US hopes of secular Iraqi state fade away 21 Dec 2005 Conservative religious parties have surged to a runaway lead in the counting of votes to appoint a government to run Iraq for the next four years. [All-in-all, Saddam Hussein may turn out to have been the better 'deal.' At least the terrorists from Halliburton and Blackwater USA weren't running rampant, blowing up oil pipelines and electrical grids and kidnapping and beheading peace activists. More torture and human rights abuses are taking place under the illegal US-UK occupation than ever took place under Saddam Hussein. Baghdad's museums would not have been looted of precious artifacts by clueless US cultural Troglodytes. And, Iraqi farmers would not be forced to pay to plant Monsanto's deadly genetically modified crops. Not to mention, thousands of years of environmental damage in Iraq, due to Rumsfeld's illegal use of Depleted Uranium.
CONSERVATIVE religious parties have surged to a runaway lead in the counting of votes to appoint a government to run Iraq for the next four years.
With more than 60 per cent of votes tallied, Washington's hopes that the former prime minister Iyad Allawi might pull enough support to build a secular administration have faded dramatically.
Instead, a religious alliance is in the box seat. These parties are already imposing a strict religious code on daily life across swathes of the country and are closely aligned with neighbouring Iran, one of George Bush's "axis of evil" enemies.
The religious Shiites and the Kurdish parties have maintained their iron grip on the south and north respectively, but with 89 per cent of votes counted in the Baghdad melting pot, both Dr Allawi and his arch rival and one-time Pentagon darling, Ahmed Chalabi, face marginalisation.
Amid claims of electoral fraud, it seems the religious Shiites are assured of dominating the new National Assembly, but not of the two-thirds majority needed for a series of major decisions on the shape of the new government or the fate of the new Iraq.
It is an outcome that signals a repeat of the protracted post-poll horse-trading that robbed the fractured country of most of the momentum won by the conduct of its first democratic elections in January, when millions of jubilant Iraqis stared down threats of insurgency violence.
Dr Allawi's best chance of forming a government now hangs on his ability to draw Sunni and Kurdish support for his secular coalition, but observers believe he would still need to split the religious Shiites, an unlikely outcome in the wake of his meagre showing and their apparent triumph in Thursday's poll.
Iraq's Sunnis turned out in dramatic numbers last week, but the Iraqi Electoral Commission is yet to release provisional figures for provinces in which they are the majority. But Baghdad's Sunnis threw their support behind a Sunni religious coalition whose leaders have called for resistance to the American military presence and demanded that the US fix a timetable for withdrawal.

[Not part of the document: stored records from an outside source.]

//! greetd/tuigreet login manager setup.
//!
//! The config file is generated, never merged: a previous greetd config is
//! simply replaced. Unit operations are independent; a failed one is
//! recorded and the rest still run, since a broken greeter only costs the
//! graphical login, not the installed desktop.

use crate::error::{InstallError, Result};
use crate::runner;
use crate::steps::RunContext;
use crate::ui;

pub const GREETD_CONFIG_PATH: &str = "/etc/greetd/config.toml";

const GREETD_CONFIG: &str = r#"[terminal]
vt = 1

[default_session]
command = "tuigreet --time --remember --cmd Hyprland"
user = "greeter"
"#;

pub fn setup(ctx: &mut RunContext) -> Result<()> {
    if !ctx.opts.no_confirm
        && !ui::confirm("Set up greetd/tuigreet as the display manager?", true)
    {
        ui::info("Skipping the greeter setup");
        return Ok(());
    }

    if ctx.opts.dry_run {
        ui::info(&format!("Would write {GREETD_CONFIG_PATH} and enable greetd"));
        return Ok(());
    }

    let before = ctx.issues.len();

    if let Err(e) = write_config(ctx) {
        note(ctx, e);
    }
    if let Err(e) = unit_op(ctx, "disable", "getty@tty1") {
        note(ctx, e);
    }
    if let Err(e) = unit_op(ctx, "enable", "greetd") {
        note(ctx, e);
    }
    if let Err(e) = unit_op(ctx, "set-default", "graphical.target") {
        note(ctx, e);
    }

    if ctx.issues.len() == before {
        ui::success("greetd login manager configured");
        ctx.log.line("greetd service configuration complete");
    }
    Ok(())
}

fn note(ctx: &mut RunContext, e: InstallError) {
    ui::warn(&e.to_string());
    ctx.record_issue("greeter", e.to_string());
}

fn write_config(ctx: &mut RunContext) -> Result<()> {
    ui::info("Writing the greetd configuration...");

    let ok = runner::capture(&mut ctx.log, "sudo", &["mkdir", "-p", "/etc/greetd"])
        .map(|out| out.success())
        .unwrap_or(false)
        && runner::capture_with_stdin(
            &mut ctx.log,
            "sudo",
            &["tee", GREETD_CONFIG_PATH],
            GREETD_CONFIG,
        )
        .map(|out| out.success())
        .unwrap_or(false);

    if !ok {
        return Err(InstallError::ServiceConfigFailed {
            unit: "greetd".to_string(),
            action: "write config for".to_string(),
        });
    }

    ui::success("Wrote the greetd config");
    ctx.log.line("greetd config written");
    Ok(())
}

fn unit_op(ctx: &mut RunContext, action: &str, unit: &str) -> Result<()> {
    let ok = runner::capture(&mut ctx.log, "sudo", &["systemctl", action, unit])
        .map(|out| out.success())
        .unwrap_or(false);

    if !ok {
        return Err(InstallError::ServiceConfigFailed {
            unit: unit.to_string(),
            action: action.to_string(),
        });
    }

    ui::success(&format!("systemctl {action} {unit}"));
    Ok(())
}

#[cfg(test)]
mod tests {
    use super::*;

    #[test]
    fn test_greetd_config_is_valid_toml() {
        let value: toml::Value = toml::from_str(GREETD_CONFIG).unwrap();

        assert_eq!(value["terminal"]["vt"].as_integer(), Some(1));
        assert_eq!(
            value["default_session"]["user"].as_str(),
            Some("greeter")
        );
        let command = value["default_session"]["command"].as_str().unwrap();
        assert!(command.starts_with("tuigreet"));
        assert!(command.contains("--cmd Hyprland"));
    }

    #[test]
    fn test_config_path_is_fixed() {
        assert_eq!(GREETD_CONFIG_PATH, "/etc/greetd/config.toml");
    }

    #[test]
    fn test_service_failures_are_recoverable() {
        let err = InstallError::ServiceConfigFailed {
            unit: "greetd".into(),
            action: "enable".into(),
        };
        assert!(!err.is_fatal());
        assert_eq!(err.to_string(), "failed to enable greetd");
    }
}
//! COPR registration and dnf package installation.
//!
//! Everything installs in a single dnf transaction with `--allowerasing`,
//! which resolves conflicts between the Hyprland COPR and the official
//! repositories. dnf does not fail the transaction when it skips conflicting
//! packages, so the output is scanned afterwards and the critical Qt devel
//! set gets a targeted second attempt.

use regex::Regex;

use crate::error::{InstallError, Result};
use crate::runner;
use crate::steps::RunContext;
use crate::ui;

pub const COPR_REPOS: &[&str] = &["solopasha/hyprland"];

/// Qt packages Quickshell cannot build without.
pub const CRITICAL_QT_PACKAGES: &[&str] = &[
    "qt6-qtbase-devel",
    "qt6-qtdeclarative-devel",
    "qt6-qtwayland-devel",
    "qt6-qtsvg-devel",
    "qt6-qtshadertools-devel",
    "qt6-qtbase-private-devel",
    "qt6-qtconnectivity-devel",
];

pub const HYPRLAND_PACKAGES: &[&str] = &[
    "hyprland",
    "xdg-desktop-portal-hyprland",
    "xdg-desktop-portal-gtk",
    "hyprutils-devel",
    "hyprlang-devel",
];

pub const TERMINAL_PACKAGES: &[&str] = &["foot", "fish"];

pub const GREETER_PACKAGES: &[&str] = &["greetd", "tuigreet"];

pub const QT_PACKAGES: &[&str] = &[
    "qt6-qtbase-devel",
    "qt6-qtbase-private-devel",
    "qt6-qtdeclarative-devel",
    "qt6-qtdeclarative-static",
    "qt6-qtbase-static",
    "qt6-qtwayland-devel",
    "qt6-qtsvg-devel",
    "qt6-qtshadertools-devel",
    "qt6-qtconnectivity-devel",
    "spirv-tools",
    "cli11-devel",
    "jemalloc-devel",
];

pub const WAYLAND_PACKAGES: &[&str] = &[
    "wayland-devel",
    "wayland-protocols-devel",
    "libdrm-devel",
    "mesa-libgbm-devel",
    "pipewire-devel",
];

pub const QUICKSHELL_OPTIONAL_PACKAGES: &[&str] = &[
    "polkit-devel",
    "pam-devel",
    "pkgconf-pkg-config",
    "libqalculate-devel",
    "aubio-devel",
];

pub const CAVA_BUILD_PACKAGES: &[&str] = &[
    "alsa-lib-devel",
    "fftw-devel",
    "pulseaudio-libs-devel",
    "autoconf-archive",
    "iniparser-devel",
    "libtool",
];

pub const BUILD_TOOL_PACKAGES: &[&str] = &[
    "cmake",
    "ninja-build",
    "gcc-c++",
    "git",
    "curl",
    "tar",
    "unzip",
];

pub const PYTHON_PACKAGES: &[&str] = &[
    "python3-devel",
    "python3-build",
    "python3-hatchling",
    "python3-pip",
];

pub const DESKTOP_PACKAGES: &[&str] = &[
    "libnotify",
    "fuzzel",
    "glib2-devel",
    "adw-gtk3-theme",
    "papirus-icon-theme",
    "google-noto-fonts-common",
    "google-noto-sans-fonts",
    "google-rubik-fonts",
    "fontawesome-fonts",
];

pub const UTILITY_PACKAGES: &[&str] = &[
    "eza",
    "fastfetch",
    "btop",
    "wl-clipboard",
    "grim",
    "slurp",
    "swappy",
    "brightnessctl",
    "playerctl",
    "pamixer",
    "NetworkManager",
    "lxpolkit",
    "Thunar",
    "plasma-discover",
    "plasma-discover-flatpak",
    "zoxide",
    "fzf",
];

pub const PACKAGE_GROUPS: &[(&str, &[&str])] = &[
    ("Hyprland", HYPRLAND_PACKAGES),
    ("Terminal and shell", TERMINAL_PACKAGES),
    ("Greeter", GREETER_PACKAGES),
    ("Qt 6 development", QT_PACKAGES),
    ("Wayland development", WAYLAND_PACKAGES),
    ("Quickshell optional", QUICKSHELL_OPTIONAL_PACKAGES),
    ("Cava build", CAVA_BUILD_PACKAGES),
    ("Build tools", BUILD_TOOL_PACKAGES),
    ("Python build tools", PYTHON_PACKAGES),
    ("Desktop", DESKTOP_PACKAGES),
    ("Utilities", UTILITY_PACKAGES),
];

/// Packages checked alongside the Qt set before building Quickshell.
const SUPPORT_BUILD_TOOLS: &[&str] = &[
    "cmake",
    "ninja-build",
    "gcc-c++",
    "pkgconf",
    "fftw-devel",
    "iniparser-devel",
    "libqalculate-devel",
    "pipewire-devel",
    "aubio-devel",
];

const QT_QUICK_PRIVATE_CMAKE: &str =
    "/usr/lib64/cmake/Qt6QuickPrivate/Qt6QuickPrivateConfig.cmake";
const QT_WAYLAND_PRIVATE_CMAKE: &str =
    "/usr/lib64/cmake/Qt6WaylandClientPrivate/Qt6WaylandClientPrivateConfig.cmake";

/// The full transaction: every group plus config-supplied extras.
pub fn package_set(extra: &[String]) -> Vec<&str> {
    let mut set: Vec<&str> = Vec::new();
    for (_, group) in PACKAGE_GROUPS {
        set.extend(group.iter().copied());
    }
    set.extend(extra.iter().map(String::as_str));
    set
}

fn dnf_install_args<'a>(packages: &[&'a str]) -> Vec<&'a str> {
    let mut args = vec!["dnf", "install", "-y", "--allowerasing"];
    args.extend(packages.iter().copied());
    args
}

// ============================================================================
// COPR repositories
// ============================================================================

pub fn enable_coprs(ctx: &mut RunContext) -> Result<()> {
    let listed = runner::capture(&mut ctx.log, "dnf", &["copr", "list"])
        .map(|out| out.stdout)
        .unwrap_or_default();

    for repo in COPR_REPOS {
        if copr_enabled(&listed, repo) {
            ui::info(&format!("COPR {repo} already enabled, skipping"));
            continue;
        }

        if ctx.opts.dry_run {
            ui::info(&format!("Would enable COPR repository {repo}"));
            continue;
        }

        let out = runner::capture(&mut ctx.log, "sudo", &["dnf", "copr", "enable", "-y", repo])?;
        if !out.success() {
            return Err(InstallError::PackageInstallFailed {
                reason: format!("could not enable COPR {repo}: {}", out.stderr.trim()),
            });
        }
        ui::success(&format!("Enabled COPR repository {repo}"));
        ctx.log.line(&format!("Enabled COPR {repo}"));
    }
    Ok(())
}

/// Whether `dnf copr list` output names this repository as enabled.
/// Disabled repositories are listed with a "(disabled)" suffix and count
/// as not enabled.
fn copr_enabled(list_output: &str, repo: &str) -> bool {
    list_output
        .lines()
        .any(|l| l.contains(repo) && !l.contains("(disabled)"))
}

// ============================================================================
// Package installation
// ============================================================================

pub fn install_all(ctx: &mut RunContext) -> Result<()> {
    let packages = package_set(&ctx.config.packages.extra);

    if ctx.opts.dry_run {
        ui::info("Would run: sudo dnf install -y --allowerasing <packages>");
        for (group, members) in PACKAGE_GROUPS {
            ui::dim(&format!("{group}: {}", members.join(" ")));
        }
        if !ctx.config.packages.extra.is_empty() {
            ui::dim(&format!("Extra: {}", ctx.config.packages.extra.join(" ")));
        }
        return Ok(());
    }

    let args = dnf_install_args(&packages);
    let out = runner::capture_spinner(
        &mut ctx.log,
        &format!(
            "Installing {} packages with dnf (this can take several minutes)...",
            packages.len()
        ),
        "sudo",
        &args,
    )?;

    if has_skip_warning(&out.stdout) {
        ui::warn("dnf skipped some packages due to conflicts or broken dependencies");
        rescue_skipped_criticals(ctx, &out.stdout)?;
    }

    if !out.success() {
        return Err(InstallError::PackageInstallFailed {
            reason: format!("dnf exited with {}: {}", out.code(), out.tail(400)),
        });
    }

    ui::success("Package installation complete");
    ctx.log.line("Package installation complete");
    Ok(())
}

/// Re-attempt critical Qt packages that dnf skipped. A critical package
/// still skipped after the targeted retry is fatal.
fn rescue_skipped_criticals(ctx: &mut RunContext, stdout: &str) -> Result<()> {
    let skipped = skipped_criticals(stdout);
    if skipped.is_empty() {
        return Ok(());
    }

    ui::error("Critical Qt development packages were skipped:");
    for pkg in &skipped {
        ui::dim(&format!("- {pkg}"));
    }
    let args = dnf_install_args(CRITICAL_QT_PACKAGES);
    let out = runner::capture_spinner(
        &mut ctx.log,
        "Retrying the Qt set with conflict resolution...",
        "sudo",
        &args,
    )?;

    if !out.success() || has_skip_warning(&out.stdout) {
        return Err(InstallError::PackageInstallFailed {
            reason: format!(
                "critical Qt packages could not be installed ({})",
                skipped.join(", ")
            ),
        });
    }

    ui::success("Qt packages installed after conflict resolution");
    Ok(())
}

fn skip_warning_re() -> Regex {
    Regex::new(r"Skipping packages with (conflicts|broken dependencies)").unwrap()
}

fn has_skip_warning(stdout: &str) -> bool {
    skip_warning_re().is_match(stdout)
}

/// Critical Qt packages named inside a dnf "Skipping packages" section.
/// A section ends at a blank line or the next transaction heading.
fn skipped_criticals(stdout: &str) -> Vec<&'static str> {
    let re = skip_warning_re();
    let mut in_section = false;
    let mut skipped = Vec::new();

    for line in stdout.lines() {
        if re.is_match(line) {
            in_section = true;
            continue;
        }
        if in_section
            && (line.trim().is_empty()
                || line.starts_with("Installing")
                || line.starts_with("Upgrading"))
        {
            in_section = false;
        }
        if in_section {
            for pkg in CRITICAL_QT_PACKAGES {
                if line.contains(pkg) && !skipped.contains(pkg) {
                    skipped.push(pkg);
                }
            }
        }
    }
    skipped
}

// ============================================================================
// Qt verification (pre-Quickshell)
// ============================================================================

/// Verify the critical Qt set and supporting tools with rpm, installing
/// anything missing. Called before the Quickshell build; a package still
/// missing afterwards is fatal.
pub fn verify_qt(ctx: &mut RunContext) -> Result<()> {
    if ctx.opts.dry_run {
        ui::info("Would verify Qt development packages (dry-run)");
        return Ok(());
    }

    ui::info("Verifying Qt development packages...");

    let mut missing: Vec<&str> = Vec::new();
    for pkg in CRITICAL_QT_PACKAGES.iter().chain(SUPPORT_BUILD_TOOLS) {
        if !runner::quiet_status("rpm", &["-q", pkg]) {
            missing.push(pkg);
        }
    }

    if missing.is_empty() {
        ui::success("All critical packages are installed");
    } else {
        ui::warn(&format!("Missing critical packages: {}", missing.join(", ")));
        ctx.log.line(&format!("Installing missing packages: {}", missing.join(" ")));

        let args = dnf_install_args(&missing);
        let out = runner::capture(&mut ctx.log, "sudo", &args)?;
        if !out.success() || has_skip_warning(&out.stdout) {
            return Err(InstallError::PackageInstallFailed {
                reason: format!("could not install: {}", missing.join(", ")),
            });
        }

        let still_missing: Vec<&str> = missing
            .iter()
            .filter(|pkg| !runner::quiet_status("rpm", &["-q", pkg]))
            .copied()
            .collect();
        if !still_missing.is_empty() {
            return Err(InstallError::PackageInstallFailed {
                reason: format!("still missing after install: {}", still_missing.join(", ")),
            });
        }
        ui::success("Missing packages installed");
    }

    for (component, path) in [
        ("Qt6QuickPrivate", QT_QUICK_PRIVATE_CMAKE),
        ("Qt6WaylandClientPrivate", QT_WAYLAND_PRIVATE_CMAKE),
    ] {
        if !std::path::Path::new(path).exists() {
            return Err(InstallError::PackageInstallFailed {
                reason: format!("{component} cmake component not found at {path}"),
            });
        }
        ui::success(&format!("{component} component is available"));
    }

    Ok(())
}

// ============================================================================
// Tests
// ============================================================================

#[cfg(test)]
mod tests {
    use super::*;

    #[test]
    fn test_package_set_covers_all_groups() {
        let set = package_set(&[]);
        for (_, group) in PACKAGE_GROUPS {
            for pkg in *group {
                assert!(set.contains(pkg), "{pkg} missing from package set");
            }
        }
    }

    #[test]
    fn test_package_set_appends_extras() {
        let extra = vec!["neovim".to_string(), "ripgrep".to_string()];
        let set = package_set(&extra);
        assert!(set.contains(&"neovim"));
        assert!(set.contains(&"ripgrep"));
        assert_eq!(set.last(), Some(&"ripgrep"));
    }

    #[test]
    fn test_criticals_are_in_the_main_transaction() {
        let set = package_set(&[]);
        for pkg in CRITICAL_QT_PACKAGES {
            assert!(set.contains(pkg), "{pkg} not in main transaction");
        }
    }

    #[test]
    fn test_dnf_args_use_allowerasing() {
        let args = dnf_install_args(&["hyprland", "foot"]);
        assert_eq!(&args[..4], &["dnf", "install", "-y", "--allowerasing"]);
        assert_eq!(&args[4..], &["hyprland", "foot"]);
    }

    #[test]
    fn test_skip_warning_detection() {
        assert!(has_skip_warning("Skipping packages with conflicts:\n  foo\n"));
        assert!(has_skip_warning("Skipping packages with broken dependencies:\n"));
        assert!(!has_skip_warning("Installing:\n  foo\n"));
    }

    #[test]
    fn test_skipped_criticals_inside_section() {
        let stdout = "\
Last metadata expiration check: 0:01:00 ago.
Skipping packages with conflicts:
  qt6-qtbase-devel-6.8.1-1.fc41.x86_64
  some-other-package-1.0-1.fc41.x86_64

Installing:
  hyprland-0.45.0-1.fc41.x86_64
";
        let skipped = skipped_criticals(stdout);
        assert_eq!(skipped, vec!["qt6-qtbase-devel"]);
    }

    #[test]
    fn test_skipped_criticals_section_ends_at_heading() {
        let stdout = "\
Skipping packages with broken dependencies:
  qt6-qtwayland-devel-6.8.1-1.fc41.x86_64
Installing:
  qt6-qtsvg-devel-6.8.1-1.fc41.x86_64
";
        let skipped = skipped_criticals(stdout);
        assert_eq!(skipped, vec!["qt6-qtwayland-devel"]);
    }

    #[test]
    fn test_skipped_criticals_empty_without_section() {
        let stdout = "Installing:\n  qt6-qtbase-devel-6.8.1-1.fc41.x86_64\n";
        assert!(skipped_criticals(stdout).is_empty());
    }

    #[test]
    fn test_copr_enabled_matching() {
        let listed = "\
copr.fedorainfracloud.org/solopasha/hyprland
copr.fedorainfracloud.org/other/repo (disabled)
";
        assert!(copr_enabled(listed, "solopasha/hyprland"));
        assert!(!copr_enabled(listed, "other/repo"));
        assert!(!copr_enabled(listed, "missing/repo"));
        assert!(!copr_enabled("", "solopasha/hyprland"));
    }
}
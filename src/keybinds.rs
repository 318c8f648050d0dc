//! The generated user keybinds file and its hyprland.conf source hook.
//!
//! The keybinds file is user territory once written: an existing file is
//! never touched on re-run, and the source directive is only appended when
//! absent so repeated installs leave a single line.

use std::fs;
use std::path::Path;

use crate::error::Result;
use crate::logfile::LogFile;
use crate::paths;
use crate::steps::RunContext;
use crate::ui;

pub const SOURCE_LINE: &str = "source = ~/.config/hypr/keybinds.conf";

const KEYBINDS: &str = r#"# Caelestia User Keybinds
# Edit this file to customize your keybindings
# This file is sourced by the main hyprland.conf

$mainMod = SUPER

# Applications
bind = $mainMod, Return, exec, foot
bind = $mainMod, Space, exec, quickshell -c caelestia launcher
bind = $mainMod, E, exec, foot -e yazi
bind = $mainMod, B, exec, firefox

# Window management
bind = $mainMod, W, killactive
bind = $mainMod, F, fullscreen
bind = $mainMod, T, togglefloating
bind = $mainMod, P, pseudo
bind = $mainMod, J, togglesplit

# Focus
bind = $mainMod, left, movefocus, l
bind = $mainMod, right, movefocus, r
bind = $mainMod, up, movefocus, u
bind = $mainMod, down, movefocus, d

bind = $mainMod, H, movefocus, l
# bind = $mainMod, L, movefocus, r # Removed to allow Super+L for locking
bind = $mainMod, K, movefocus, u
bind = $mainMod, J, movefocus, d

# Move windows
bind = $mainMod SHIFT, left, movewindow, l
bind = $mainMod SHIFT, right, movewindow, r
bind = $mainMod SHIFT, up, movewindow, u
bind = $mainMod SHIFT, down, movewindow, d

bind = $mainMod SHIFT, H, movewindow, l
bind = $mainMod SHIFT, L, movewindow, r
bind = $mainMod SHIFT, K, movewindow, u
bind = $mainMod SHIFT, J, movewindow, d

# Resize windows
bind = $mainMod CTRL, left, resizeactive, -20 0
bind = $mainMod CTRL, right, resizeactive, 20 0
bind = $mainMod CTRL, up, resizeactive, 0 -20
bind = $mainMod CTRL, down, resizeactive, 0 20

# Workspaces
bind = $mainMod, 1, workspace, 1
bind = $mainMod, 2, workspace, 2
bind = $mainMod, 3, workspace, 3
bind = $mainMod, 4, workspace, 4
bind = $mainMod, 5, workspace, 5
bind = $mainMod, 6, workspace, 6
bind = $mainMod, 7, workspace, 7
bind = $mainMod, 8, workspace, 8
bind = $mainMod, 9, workspace, 9
bind = $mainMod, 0, workspace, 10

# Move to workspace
bind = $mainMod SHIFT, 1, movetoworkspace, 1
bind = $mainMod SHIFT, 2, movetoworkspace, 2
bind = $mainMod SHIFT, 3, movetoworkspace, 3
bind = $mainMod SHIFT, 4, movetoworkspace, 4
bind = $mainMod SHIFT, 5, movetoworkspace, 5
bind = $mainMod SHIFT, 6, movetoworkspace, 6
bind = $mainMod SHIFT, 7, movetoworkspace, 7
bind = $mainMod SHIFT, 8, movetoworkspace, 8
bind = $mainMod SHIFT, 9, movetoworkspace, 9
bind = $mainMod SHIFT, 0, movetoworkspace, 10

# Scroll through workspaces
bind = $mainMod, mouse_down, workspace, e+1
bind = $mainMod, mouse_up, workspace, e-1

# Mouse bindings
bindm = $mainMod, mouse:272, movewindow
bindm = $mainMod, mouse:273, resizewindow

# Media keys
bind = , XF86AudioRaiseVolume, exec, pamixer -i 5
bind = , XF86AudioLowerVolume, exec, pamixer -d 5
bind = , XF86AudioMute, exec, pamixer -t
bind = , XF86AudioMicMute, exec, pamixer --default-source -t
bind = , XF86MonBrightnessUp, exec, brightnessctl set +5%
bind = , XF86MonBrightnessDown, exec, brightnessctl set 5%-
bind = , XF86AudioPlay, exec, playerctl play-pause
bind = , XF86AudioNext, exec, playerctl next
bind = , XF86AudioPrev, exec, playerctl previous

# Screenshot
bind = , Print, exec, grim -g "$(slurp)" - | swappy -f -
bind = SHIFT, Print, exec, grim - | swappy -f -

# Lock screen
bind = $mainMod, L, exec, hyprlock

# Exit Hyprland
bind = $mainMod SHIFT, E, exit

# Gestures (v0.51+)
gesture = 3, horizontal, workspace
"#;

pub fn install(ctx: &mut RunContext) -> Result<()> {
    let hypr_dir = paths::hypr_dir()?;

    if ctx.opts.dry_run {
        ui::info("Would write keybinds.conf and source it from hyprland.conf");
        return Ok(());
    }

    write_keybinds(&mut ctx.log, &hypr_dir)?;
    append_source_line(&mut ctx.log, &hypr_dir)?;
    Ok(())
}

fn write_keybinds(log: &mut LogFile, hypr_dir: &Path) -> Result<()> {
    fs::create_dir_all(hypr_dir)?;

    let path = hypr_dir.join("keybinds.conf");
    if path.exists() {
        ui::warn("keybinds.conf already exists, keeping it");
        return Ok(());
    }

    fs::write(&path, KEYBINDS)?;
    ui::success("Created keybinds.conf");
    log.line("Created user keybinds file");
    Ok(())
}

/// Hook the keybinds file into hyprland.conf. Nothing to do when the main
/// config is absent or already sources it.
fn append_source_line(log: &mut LogFile, hypr_dir: &Path) -> Result<()> {
    let hyprland_conf = hypr_dir.join("hyprland.conf");
    if !hyprland_conf.exists() {
        return Ok(());
    }

    let content = fs::read_to_string(&hyprland_conf)?;
    if content.contains(SOURCE_LINE) {
        return Ok(());
    }

    fs::write(
        &hyprland_conf,
        format!("{content}\n\n# User keybinds\n{SOURCE_LINE}\n"),
    )?;
    ui::success("Added keybinds source to hyprland.conf");
    log.line("Added source line to hyprland.conf");
    Ok(())
}

#[cfg(test)]
mod tests {
    use super::*;
    use tempfile::TempDir;

    fn test_log(tmp: &TempDir) -> LogFile {
        LogFile::at(&tmp.path().join("install.log")).unwrap()
    }

    #[test]
    fn test_writes_keybinds_when_missing() {
        let tmp = TempDir::new().unwrap();
        let hypr = tmp.path().join("hypr");
        let mut log = test_log(&tmp);

        write_keybinds(&mut log, &hypr).unwrap();

        let content = fs::read_to_string(hypr.join("keybinds.conf")).unwrap();
        assert!(content.starts_with("# Caelestia User Keybinds"));
        assert!(content.contains("$mainMod = SUPER"));
        assert!(content.contains("gesture = 3, horizontal, workspace"));
    }

    #[test]
    fn test_existing_keybinds_preserved() {
        let tmp = TempDir::new().unwrap();
        let hypr = tmp.path().join("hypr");
        fs::create_dir_all(&hypr).unwrap();
        fs::write(hypr.join("keybinds.conf"), "# my own binds\n").unwrap();
        let mut log = test_log(&tmp);

        write_keybinds(&mut log, &hypr).unwrap();

        let content = fs::read_to_string(hypr.join("keybinds.conf")).unwrap();
        assert_eq!(content, "# my own binds\n");
    }

    #[test]
    fn test_source_line_appended_once() {
        let tmp = TempDir::new().unwrap();
        let hypr = tmp.path().join("hypr");
        fs::create_dir_all(&hypr).unwrap();
        fs::write(hypr.join("hyprland.conf"), "monitor = ,preferred,auto,1\n").unwrap();
        let mut log = test_log(&tmp);

        append_source_line(&mut log, &hypr).unwrap();
        append_source_line(&mut log, &hypr).unwrap();

        let content = fs::read_to_string(hypr.join("hyprland.conf")).unwrap();
        assert_eq!(content.matches(SOURCE_LINE).count(), 1);
        assert!(content.starts_with("monitor = ,preferred,auto,1\n"));
    }

    #[test]
    fn test_source_line_skips_missing_config() {
        let tmp = TempDir::new().unwrap();
        let hypr = tmp.path().join("hypr");
        fs::create_dir_all(&hypr).unwrap();
        let mut log = test_log(&tmp);

        append_source_line(&mut log, &hypr).unwrap();
        assert!(!hypr.join("hyprland.conf").exists());
    }
}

Despite a concerted campaign push by secular and non-Shiite parties in Baghdad, the main Shiite coalition, the United Iraqi Alliance, grabbed 59 per cent of the provisional tally. Trailing it, with 19 per cent, is the main religious Sunni Arab party slate, the Iraqi Consensus Front.
Dr Allawi's secular coalition, the Iraqi List, scored 14 per cent and way behind was Dr Chalabi, whose paltry vote in the capital, less than 0.5 per cent, could deny him a slot in the first round of seat allocation in the new assembly.
Sunni parties are expected to win up to 55 seats in the parliament. But the religious Shiites have yet to indicate if they will be invited into the new government and, if so, whether they will be heard on the vital issues that separate them: regional autonomy, sharing Iraq's potentially vast oil revenue and the role of Islam in the law.
There is a risk that if the Sunnis are stonewalled in the parliament they will continue their material and moral support for the insurgency, making it even more difficult for Washington to make significant troop withdrawals before next November's US mid-term elections.
But as the country and Washington started to factor in the poll's affirmation of Iraq's deep religious and ethnic divisions, insurgents who had backed off in the days around the election returned to the fray.
A series of bombings and shoot-outs rocked the capital as Iraqis confronted another harsh economic reality: a threefold increase in the price of petrol on the back of a declaration by the Government that it could no longer afford to subsidise costly fuel imports to an oil-rich nation that has yet to find its feet.